Was it a democracy when the two party system artificially limited your options in the voting booth?
I don't think it was ever a democracy.
Was it a democracy
Well, yes. Both the ancient forms of governance resembling what we call democracy and the Greek system that gives us the word Democracy typically excluded people to various degrees. Don't take that as a value judgement, I support anything that enfranchises more people, not less but I won't try to redefine words
But the actual use of the word is a redefinition from the literal meaning, though. Democracy is power to the people, and states are the ones that keep adding conditions on who has the right to vote, starting with citizenship or criminal records - and deciding who gets to be a citizen as well as inventing new crimes that can lose you that right. This is a legal limitation that is decided by the state and it is always redefining the word. So no, modern and ancient states alike never really had a democracy, they just created a word and then decided that actually some people don't have that right, beyond the literal definition of that word. Power to the people^not everyone is people^.
People improved on the original concept. When we added seatbelts and airbags to cars, and it didn't make a model-T not a car anymore.
The Greek trolley was not a car either. We came up with a big idea, we made something very limited and pretended that it was that idea, and we've only added a coat of paint since, is the analogy I prefer to make.
Nearly 1.5 million people can't vote in Florida because they've been to prison.
Guess how many votes Trump won Florida by in 2024?
Pretty sure technically it was never a democracy in the textbook definition meaning. It is/was a republic.
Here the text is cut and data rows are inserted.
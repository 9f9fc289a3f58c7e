//! Settings, environment snapshot and output layout

pub mod env;
pub mod layout;
pub mod settings;
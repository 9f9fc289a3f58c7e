//! Config-block writer tests

use std::path::{Path, PathBuf};

use deployer::filesys::sink::MemorySink;
use deployer::nginx::cert::CertLocation;
use deployer::nginx::conf::{
    render_server_block, render_upstream, write_server_block, write_upstream, BlockBody,
    ServerBlockSpec, UpstreamMember, UpstreamSpec,
};

fn certs() -> CertLocation {
    CertLocation::resolve(Path::new("/etc/nginx"), None)
}

fn api_spec(tls: bool, redirect: bool) -> ServerBlockSpec {
    ServerBlockSpec {
        domain: "api.example.com".to_string(),
        http_port: 80,
        https_port: 443,
        tls,
        redirect_from_http: redirect,
        body: BlockBody::Proxy {
            upstream_name: "core".to_string(),
        },
    }
}

/// Split rendered output into its `server { ... }` blocks
fn blocks(rendered: &str) -> Vec<String> {
    rendered
        .split_inclusive("}\n")
        .fold((Vec::new(), String::new(), 0i32), |(mut blocks, mut current, depth), chunk| {
            let depth = depth + chunk.matches('{').count() as i32 - chunk.matches('}').count() as i32;
            current.push_str(chunk);
            if depth == 0 {
                blocks.push(std::mem::take(&mut current));
            }
            (blocks, current, depth)
        })
        .0
}

#[test]
fn test_tls_with_redirect_emits_redirect_then_https() {
    let out = render_server_block(&api_spec(true, true), &certs());
    let blocks = blocks(&out);

    assert_eq!(blocks.len(), 2);
    assert!(blocks[0].contains("  listen       80;\n"));
    assert!(blocks[0].contains("  rewrite ^/(.*) https://api.example.com/$1 permanent;\n"));
    assert!(!blocks[0].contains("location"));
    assert!(blocks[1].contains("  listen       443 ssl;\n"));
    assert!(blocks[1].contains("proxy_pass http://core;"));
}

#[test]
fn test_tls_without_redirect_has_no_http_block() {
    let out = render_server_block(&api_spec(true, false), &certs());
    let blocks = blocks(&out);

    assert_eq!(blocks.len(), 1);
    assert!(blocks[0].contains("  listen       443 ssl;\n"));
    assert!(!out.contains("listen       80;"));
    assert!(!out.contains("rewrite"));
}

#[test]
fn test_plain_http_regardless_of_redirect_flag() {
    for redirect in [false, true] {
        let out = render_server_block(&api_spec(false, redirect), &certs());
        let blocks = blocks(&out);

        assert_eq!(blocks.len(), 1);
        assert!(blocks[0].contains("  listen       80;\n"));
        assert!(!out.contains("ssl"));
        assert!(!out.contains("rewrite"));
    }
}

#[test]
fn test_end_to_end_api_block() {
    let out = render_server_block(&api_spec(true, true), &certs());
    let expected = "\
server {
  listen       80;
  server_name  api.example.com;
  client_max_body_size 100m;
  rewrite ^/(.*) https://api.example.com/$1 permanent;
}
server {
  listen       443 ssl;
  server_name  api.example.com;
  client_max_body_size 100m;
  ssl_certificate         /etc/nginx/ssl/tls.crt;
  ssl_certificate_key     /etc/nginx/ssl/tls.key;
  include /etc/nginx/ssl/ssl.conf;
  location / {
    proxy_pass http://core;
    proxy_set_header X-Forwarded-Proto $scheme;
    proxy_set_header X-Forwarded-For $remote_addr;
    proxy_set_header Host $http_host;
    proxy_set_header X-NginX-Proxy true;
    proxy_set_header Connection \"\";
  }
}
";
    assert_eq!(out, expected);
}

#[test]
fn test_custom_ports() {
    let spec = ServerBlockSpec {
        http_port: 8080,
        https_port: 8443,
        ..api_spec(true, true)
    };
    let out = render_server_block(&spec, &certs());
    assert!(out.contains("  listen       8080;\n"));
    assert!(out.contains("  listen       8443 ssl;\n"));
    assert!(out.contains("  rewrite ^/(.*) https://api.example.com:8443/$1 permanent;\n"));
}

#[tokio::test]
async fn test_rendering_is_idempotent() {
    let spec = api_spec(true, true);
    let path = PathBuf::from("/etc/nginx/sites-enabled/api.conf");
    let first = MemorySink::new();
    let second = MemorySink::new();

    write_server_block(&spec, &certs(), &path, &first).await.unwrap();
    write_server_block(&spec, &certs(), &path, &second).await.unwrap();

    assert_eq!(first.get(&path).unwrap(), second.get(&path).unwrap());
}

#[test]
fn test_upstream_keeps_declaration_order_and_skips_gaps() {
    let spec = UpstreamSpec {
        name: "core".to_string(),
        members: vec![
            UpstreamMember::resolved("IP_1", "10.0.0.3", 4000),
            UpstreamMember::new("IP_2", None, 4000),
            UpstreamMember::resolved("IP_3", "10.0.0.1", 4000),
            UpstreamMember::new("IP_4", None, 4000),
            UpstreamMember::resolved("IP_5", "ctrl-5", 4000),
        ],
    };
    let rendered = render_upstream(&spec);

    assert_eq!(
        rendered.content,
        "upstream core {\n  server 10.0.0.3:4000;\n  server 10.0.0.1:4000;\n  server ctrl-5:4000;\n}\n"
    );
    assert_eq!(rendered.servers, 3);
    let gap_keys: Vec<&str> = rendered.gaps.iter().map(|g| g.key.as_str()).collect();
    assert_eq!(gap_keys, vec!["IP_2", "IP_4"]);
}

#[tokio::test]
async fn test_write_upstream_returns_pool_name() {
    let sink = MemorySink::new();
    let path = PathBuf::from("/etc/nginx/conf.d/upstream.conf");
    let spec = UpstreamSpec {
        name: "controller".to_string(),
        members: vec![],
    };

    let rendered = write_upstream(&spec, &path, &sink).await.unwrap();

    assert_eq!(rendered.name, "controller");
    assert_eq!(sink.get(&path).as_deref(), Some("upstream controller {\n}\n"));
}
It's not news. My personal date for the start of dictatorship in the United Stated is March 14, 2025: that's the first instance of Trump and his henchmen disobeying a court decision.
I think it was earlier, when the supreme Court ruled that the president could do what he wanted as long as it was part of his duties and THEY get to decide what is part of his duties.
Yes I did say duty. Grow up.
IMO it's the day he took power the second time.
As he said plainly, "I'll be a dictator from day one". And then millions of Americans looked at his record, looked at all the crimes he'd been found guilty of, considered his promise, and voted for him anyway.
Real Darwin Award shit.
I would trace it back to September 11, 2001 at least. Specifically, the highly authoritarian response to that. There's a direct line from what the US government started doing then to what they're doing now.
The patriot act was being prepared long before 9/11.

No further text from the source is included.